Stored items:
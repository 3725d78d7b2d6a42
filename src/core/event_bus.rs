use std::any::{Any, TypeId};
use std::collections::HashMap;
use std::sync::{Arc, Mutex, RwLock};

use crate::config::ThemeMode;

/// Identifies a registered listener so it can be removed later.
#[derive(Debug, Clone, Copy, PartialEq, Eq, Hash)]
pub struct ListenerId(pub(crate) usize);

/// Type-indexed observer bus.
///
/// Every event type gets its own listener list, keyed by `TypeId`. Publishing
/// is fire-and-forget: the store and services do not know how many shells
/// (main window, overlay, tray menu) are listening, or whether any are.
#[derive(Default)]
pub struct EventBus {
    listeners: RwLock<HashMap<TypeId, Vec<(ListenerId, Arc<dyn Fn(&dyn Any) + Send + Sync>)>>>,
    next_listener_id: Mutex<usize>,
}

impl EventBus {
    pub fn new() -> Self {
        Self {
            listeners: RwLock::new(HashMap::new()),
            next_listener_id: Mutex::new(0),
        }
    }

    /// Subscribe to events of type `E`.
    ///
    /// Returns a `ListenerId` usable with [`EventBus::unsubscribe`].
    pub fn subscribe<E, F>(&self, callback: F) -> ListenerId
    where
        E: 'static + Clone,
        F: Fn(&E) + Send + Sync + 'static,
    {
        let type_id = TypeId::of::<E>();

        let id = {
            let mut id_guard = self.next_listener_id.lock().unwrap();
            let id = ListenerId(*id_guard);
            *id_guard += 1;
            id
        };

        // Wrap the typed callback so it can live in the Any-keyed map
        let any_callback: Arc<dyn Fn(&dyn Any) + Send + Sync> = Arc::new(move |any| {
            if let Some(event) = any.downcast_ref::<E>() {
                callback(event);
            }
        });

        let mut listeners = self.listeners.write().unwrap();
        listeners
            .entry(type_id)
            .or_insert_with(Vec::new)
            .push((id, any_callback));

        id
    }

    /// Remove a listener.
    ///
    /// Returns `true` when a listener with the given id was found and removed.
    pub fn unsubscribe(&self, id: ListenerId) -> bool {
        let mut listeners = self.listeners.write().unwrap();
        let mut found = false;

        for (_type_id, type_listeners) in listeners.iter_mut() {
            let before_len = type_listeners.len();
            type_listeners.retain(|(listener_id, _)| *listener_id != id);
            if type_listeners.len() < before_len {
                found = true;
            }
        }

        found
    }

    /// Publish an event to every listener registered for its type.
    pub fn publish<E>(&self, event: E)
    where
        E: 'static + Clone,
    {
        let type_id = TypeId::of::<E>();

        let listeners = self.listeners.read().unwrap();
        if let Some(type_listeners) = listeners.get(&type_id) {
            for (_, callback) in type_listeners {
                callback(&event);
            }
        }
    }
}

/// Published after any mutation of the history store.
///
/// Lost notifications are self-healing: shells re-read full state on the
/// next poll or user refresh.
#[derive(Clone)]
pub struct DataChangedEvent {
    /// Event time (Unix epoch milliseconds)
    pub timestamp: i64,
}

impl DataChangedEvent {
    pub fn now() -> Self {
        Self {
            timestamp: crate::utils::helpers::current_time_millis(),
        }
    }
}

/// Published when the user switches the theme.
#[derive(Clone)]
pub struct ThemeChangedEvent {
    pub mode: ThemeMode,
}

#[cfg(test)]
mod tests {
    use super::*;
    use std::sync::atomic::{AtomicBool, AtomicUsize, Ordering};

    #[test]
    fn test_subscribe_and_publish() {
        let event_bus = EventBus::new();
        let called = Arc::new(AtomicBool::new(false));
        let called_clone = called.clone();

        #[derive(Clone)]
        struct TestEvent(i32);

        let _id = event_bus.subscribe::<TestEvent, _>(move |event| {
            assert_eq!(event.0, 42);
            called_clone.store(true, Ordering::SeqCst);
        });

        event_bus.publish(TestEvent(42));
        assert!(called.load(Ordering::SeqCst));
    }

    #[test]
    fn test_unsubscribe() {
        let event_bus = EventBus::new();
        let called = Arc::new(AtomicBool::new(false));
        let called_clone = called.clone();

        #[derive(Clone)]
        struct TestEvent;

        let id = event_bus.subscribe::<TestEvent, _>(move |_| {
            called_clone.store(true, Ordering::SeqCst);
        });

        event_bus.unsubscribe(id);
        event_bus.publish(TestEvent);
        assert!(!called.load(Ordering::SeqCst));
    }

    #[test]
    fn test_multiple_listeners_fan_out() {
        let event_bus = EventBus::new();
        let count = Arc::new(AtomicUsize::new(0));

        for _ in 0..3 {
            let count = count.clone();
            event_bus.subscribe::<DataChangedEvent, _>(move |_| {
                count.fetch_add(1, Ordering::SeqCst);
            });
        }

        event_bus.publish(DataChangedEvent::now());
        assert_eq!(count.load(Ordering::SeqCst), 3);
    }

    #[test]
    fn test_multiple_event_types() {
        let event_bus = EventBus::new();
        let data_called = Arc::new(AtomicBool::new(false));
        let data_called_clone = data_called.clone();
        let theme_called = Arc::new(AtomicBool::new(false));
        let theme_called_clone = theme_called.clone();

        event_bus.subscribe::<DataChangedEvent, _>(move |_| {
            data_called_clone.store(true, Ordering::SeqCst);
        });
        event_bus.subscribe::<ThemeChangedEvent, _>(move |_| {
            theme_called_clone.store(true, Ordering::SeqCst);
        });

        event_bus.publish(DataChangedEvent::now());
        assert!(data_called.load(Ordering::SeqCst));
        assert!(!theme_called.load(Ordering::SeqCst));

        event_bus.publish(ThemeChangedEvent {
            mode: ThemeMode::Dark,
        });
        assert!(theme_called.load(Ordering::SeqCst));
    }
}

(WHAT YOU WILL DO) Write out every line from the entries where "DataChangedEvent" appears.

(RESULT OF THE TASK)
pub struct DataChangedEvent {
impl DataChangedEvent {
            event_bus.subscribe::<DataChangedEvent, _>(move |_| {
        event_bus.publish(DataChangedEvent::now());
        event_bus.subscribe::<DataChangedEvent, _>(move |_| {
        event_bus.publish(DataChangedEvent::now());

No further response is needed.